Può stupire che lo scrittore che aveva descritto lo scenario concentrazionario dei lager, che godeva di una rendita di posizione intellettuale nel mondo della Sinistra, si dedicasse a un genere letterario considerato «di evasione», ma in realtà Levi realizza dei racconti di un tipo di fantascienza che non è solo tecnologia immaginifica, fatta di astronavi e spade laser, ma la sua è una narrazione di tipo distopico, ovvero una utopia negativa, per cui il futuro non sarà solo fatto di mirabolanti scoperte scientifiche, ma presenterà degli inquietanti scenari sociali.

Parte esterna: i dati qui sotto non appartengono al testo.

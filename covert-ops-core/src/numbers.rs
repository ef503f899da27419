//! Numeric conversion helpers centralizing safe numeric casts.

use num_traits::cast::cast;

fn clamp_to_i32(value: f64) -> f64 {
    let min = cast::<i32, f64>(i32::MIN).unwrap_or(f64::MIN);
    let max = cast::<i32, f64>(i32::MAX).unwrap_or(f64::MAX);
    value.clamp(min, max)
}

/// Round a f64 and clamp it to the i32 range, returning 0 for NaN values.
#[must_use]
pub fn round_f64_to_i32(value: f64) -> i32 {
    if value.is_nan() {
        return 0;
    }
    cast::<f64, i32>(clamp_to_i32(value).round()).unwrap_or(0)
}

/// Ceil a f64 and clamp it to the i32 range, returning 0 for NaN values.
#[must_use]
pub fn ceil_f64_to_i32(value: f64) -> i32 {
    if value.is_nan() {
        return 0;
    }
    cast::<f64, i32>(clamp_to_i32(value).ceil()).unwrap_or(0)
}

/// Truncate a f64 toward zero and clamp it to the i32 range.
#[must_use]
pub fn trunc_f64_to_i32(value: f64) -> i32 {
    if value.is_nan() {
        return 0;
    }
    cast::<f64, i32>(clamp_to_i32(value).trunc()).unwrap_or(0)
}

/// Convert a collection length into an i32 divisor, saturating on overflow.
#[must_use]
pub fn len_to_i32(len: usize) -> i32 {
    i32::try_from(len).unwrap_or(i32::MAX)
}

/// Widen an i32 into an f32; large magnitudes lose precision.
#[must_use]
pub fn i32_to_f32(value: i32) -> f32 {
    cast::<i32, f32>(value).unwrap_or(0.0)
}
//! Covert Ops Engine
//!
//! Platform-agnostic strategic layer for covert operations: daily operation
//! clocks, outcome resolution, alien mission placement, background casualty
//! simulation, faction reputation and campaign event scripts.
//! This crate performs no I/O; rules and saves come in through [`DataLoader`]
//! and [`CampaignStorage`].

pub mod base;
pub mod battle;
pub mod campaign;
pub mod casualty;
pub mod clock;
pub mod constants;
pub mod difficulty;
pub mod items;
pub mod loyalty;
pub mod mission;
pub mod numbers;
pub mod operation;
pub mod outcome;
pub mod reputation;
pub mod rng;
pub mod rules;
pub mod scripts;
pub mod session;
pub mod soldier;
pub mod stats;
pub mod weights;

// Re-export commonly used types
pub use base::Base;
pub use battle::{BattleError, BattleReport, BattleRequest};
pub use campaign::{CampaignContext, CampaignState, FallenSoldier, GeoscapeEvent};
pub use casualty::{CasualtyInput, CasualtyReport, base_experience_rolls, simulate_casualties};
pub use clock::{
    DayProgress, OperationTick, TickOutcome, advance_operations, complete_battle,
    finish_operation, progress_day, tick_operation,
};
pub use difficulty::{Difficulty, DifficultyOdds};
pub use items::ItemContainer;
pub use loyalty::{LoyaltySource, loyalty_performance_bonus, update_loyalty};
pub use mission::{
    AlienBase, AlienMission, MissionPlacement, place_alien_mission, spawn_alien_mission,
};
pub use operation::{
    CommitError, OddsName, Operation, OperationPhase, OperationReport, OperationResults,
    SoldierFate, TimeLeftName, commit_operation,
};
pub use outcome::{OutcomeRoll, Resolution, resolve_with_roll};
pub use reputation::{Faction, ReputationLevel, apply_reputation_delta, update_reputation_level};
pub use rng::{CountingRng, RngBundle, RngCursor, RollExt, StreamCursor};
pub use rules::{
    OperationCategory, RuleAlienMission, RuleCovertOperation, RuleEventScript, RuleOutcomeBranch,
    RuleSet, RulesError,
};
pub use scripts::{ProcessorSource, evaluate_event_scripts};
pub use session::{CampaignSession, DayReport};
pub use soldier::{ReturnToTraining, RoleRank, Soldier, SoldierRole};
pub use stats::{Stat, StatBlock};
pub use weights::{MonthlyWeights, WeightedOptions};

/// Trait for abstracting where rules come from.
/// Platform-specific implementations should provide this
pub trait DataLoader {
    type Error: std::error::Error + Send + Sync + 'static;

    /// Load the rule set
    ///
    /// # Errors
    ///
    /// Returns an error if the rules cannot be read or parsed.
    fn load_rules(&self) -> Result<RuleSet, Self::Error>;
}

/// Trait for abstracting save/load operations
pub trait CampaignStorage {
    type Error: std::error::Error + Send + Sync + 'static;

    /// Save campaign state
    ///
    /// # Errors
    ///
    /// Returns an error if the campaign cannot be saved.
    fn save_campaign(&self, save_name: &str, state: &CampaignState) -> Result<(), Self::Error>;

    /// Load campaign state
    ///
    /// # Errors
    ///
    /// Returns an error if the campaign cannot be loaded.
    fn load_campaign(&self, save_name: &str) -> Result<Option<CampaignState>, Self::Error>;

    /// Delete a saved campaign
    ///
    /// # Errors
    ///
    /// Returns an error if the save cannot be deleted.
    fn delete_campaign(&self, save_name: &str) -> Result<(), Self::Error>;
}

/// Binds a rules source and a save backend.
pub struct CampaignEngine<L, S>
where
    L: DataLoader,
    S: CampaignStorage,
{
    data_loader: L,
    storage: S,
}

impl<L, S> CampaignEngine<L, S>
where
    L: DataLoader,
    S: CampaignStorage,
{
    pub const fn new(data_loader: L, storage: S) -> Self {
        Self {
            data_loader,
            storage,
        }
    }

    /// Load and cross-check the rule set.
    ///
    /// # Errors
    ///
    /// Returns an error if the rules cannot be loaded or reference undefined entries.
    pub fn load_rules(&self) -> anyhow::Result<RuleSet> {
        let rules = self.data_loader.load_rules()?;
        rules.validate()?;
        Ok(rules)
    }

    /// Start a new campaign session.
    ///
    /// # Errors
    ///
    /// Returns an error if the rules are unusable.
    pub fn create_session(&self, seed: u64, difficulty: Difficulty) -> anyhow::Result<CampaignSession> {
        let rules = self.load_rules()?;
        Ok(CampaignSession::new(rules, seed, difficulty)?)
    }

    /// Save a campaign state
    ///
    /// # Errors
    ///
    /// Returns an error if the state cannot be saved.
    pub fn save_campaign(&self, save_name: &str, state: &CampaignState) -> Result<(), S::Error> {
        self.storage.save_campaign(save_name, state)
    }

    /// Resume a saved campaign with freshly loaded rules.
    ///
    /// # Errors
    ///
    /// Returns an error if the save or the rules cannot be loaded.
    pub fn load_session(&self, save_name: &str) -> anyhow::Result<Option<CampaignSession>> {
        let Some(state) = self.storage.load_campaign(save_name)? else {
            return Ok(None);
        };
        let rules = self.load_rules()?;
        Ok(Some(CampaignSession::from_state(rules, state)))
    }

    /// Delete a saved campaign
    ///
    /// # Errors
    ///
    /// Returns an error if the save cannot be deleted.
    pub fn delete_campaign(&self, save_name: &str) -> Result<(), S::Error> {
        self.storage.delete_campaign(save_name)
    }
}

#[cfg(test)]
mod tests {
    use super::*;
    use std::cell::RefCell;
    use std::collections::HashMap;
    use std::convert::Infallible;
    use std::rc::Rc;

    #[derive(Clone, Copy, Default)]
    struct BundledLoader;

    impl DataLoader for BundledLoader {
        type Error = serde_json::Error;

        fn load_rules(&self) -> Result<RuleSet, Self::Error> {
            RuleSet::bundled()
        }
    }

    #[derive(Clone, Default)]
    struct MemoryStorage {
        saves: Rc<RefCell<HashMap<String, CampaignState>>>,
    }

    impl CampaignStorage for MemoryStorage {
        type Error = Infallible;

        fn save_campaign(&self, save_name: &str, state: &CampaignState) -> Result<(), Self::Error> {
            self.saves
                .borrow_mut()
                .insert(save_name.to_string(), state.clone());
            Ok(())
        }

        fn load_campaign(&self, save_name: &str) -> Result<Option<CampaignState>, Self::Error> {
            Ok(self.saves.borrow().get(save_name).cloned())
        }

        fn delete_campaign(&self, save_name: &str) -> Result<(), Self::Error> {
            self.saves.borrow_mut().remove(save_name);
            Ok(())
        }
    }

    #[test]
    fn engine_creates_and_roundtrips_campaigns() {
        let engine = CampaignEngine::new(BundledLoader, MemoryStorage::default());
        let mut session = engine.create_session(0xABCD, Difficulty::Genius).unwrap();
        for _ in 0..3 {
            session.advance_day().unwrap();
        }
        session.with_state_mut(|state| state.funds = 250);
        let snapshot = session.into_state();
        engine.save_campaign("slot-one", &snapshot).unwrap();

        let loaded = engine.load_session("slot-one").unwrap().expect("save exists");
        assert_eq!(loaded.state().funds, 250);
        assert_eq!(loaded.state().day, 3);
        assert_eq!(loaded.state().difficulty, Difficulty::Genius);
        assert!(engine.load_session("missing-slot").unwrap().is_none());

        engine.delete_campaign("slot-one").unwrap();
        assert!(engine.load_session("slot-one").unwrap().is_none());
    }
}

Da questo punto di vista le riflessioni di Levi sono estremamente interessanti: un uomo che ha conosciuto gli orrori del nazismo ci descrive scenari di diverse dittature, non meno terribili e pericolose. Questo tipo di narrativa ha espresso a livello internazionale opere importanti, capolavori di autori come Orwell, Huxley, Benson, Bradbury. Per loro immaginare il futuro diventa uno spunto per trasmettere dei giudizi, per mettere in guardia da pericoli, non solo di un eventuale futuro, ma anche del proprio tempo.
La letteratura dell’immaginario ha questo vantaggio: può servirsi, in qualche modo, anche della metafora. Perfino un grande scrittore cristiano come Clive Staples Lewis, all’inizio della propria, prima ancora di scrivere i saggi di apologia del cristianesimo, disse le stesse cose in un altro modo, scrivendo romanzi di fantascienza.
La fantascienza, dunque, è una sorta di spiraglio di libertà, uno spazio libero dove poter dire quello che altrimenti non si sarebbe potuto dire. Quella dei racconti di Levi ci ammonisce nei confronti di un futuro visto come progresso tecnologico, ma dove tali possibilità vengono utilizzate non per il bene dell’uomo, ma per controllarlo e dominarlo.
Rileggere oggi dopo 50 anni questi racconti è impressionante, anche alla luce di ciò che abbiamo vissuto dal 2020 in avanti.
Uno dei racconti più significativi della raccolta si intitola «Protezione». La trama è impressionante: a causa della presenza di invisibili micro-meteoriti nell’atmosfera, le autorità obbligano le persone – ovviamente per il loro bene – a indossare delle corazze per proteggersi.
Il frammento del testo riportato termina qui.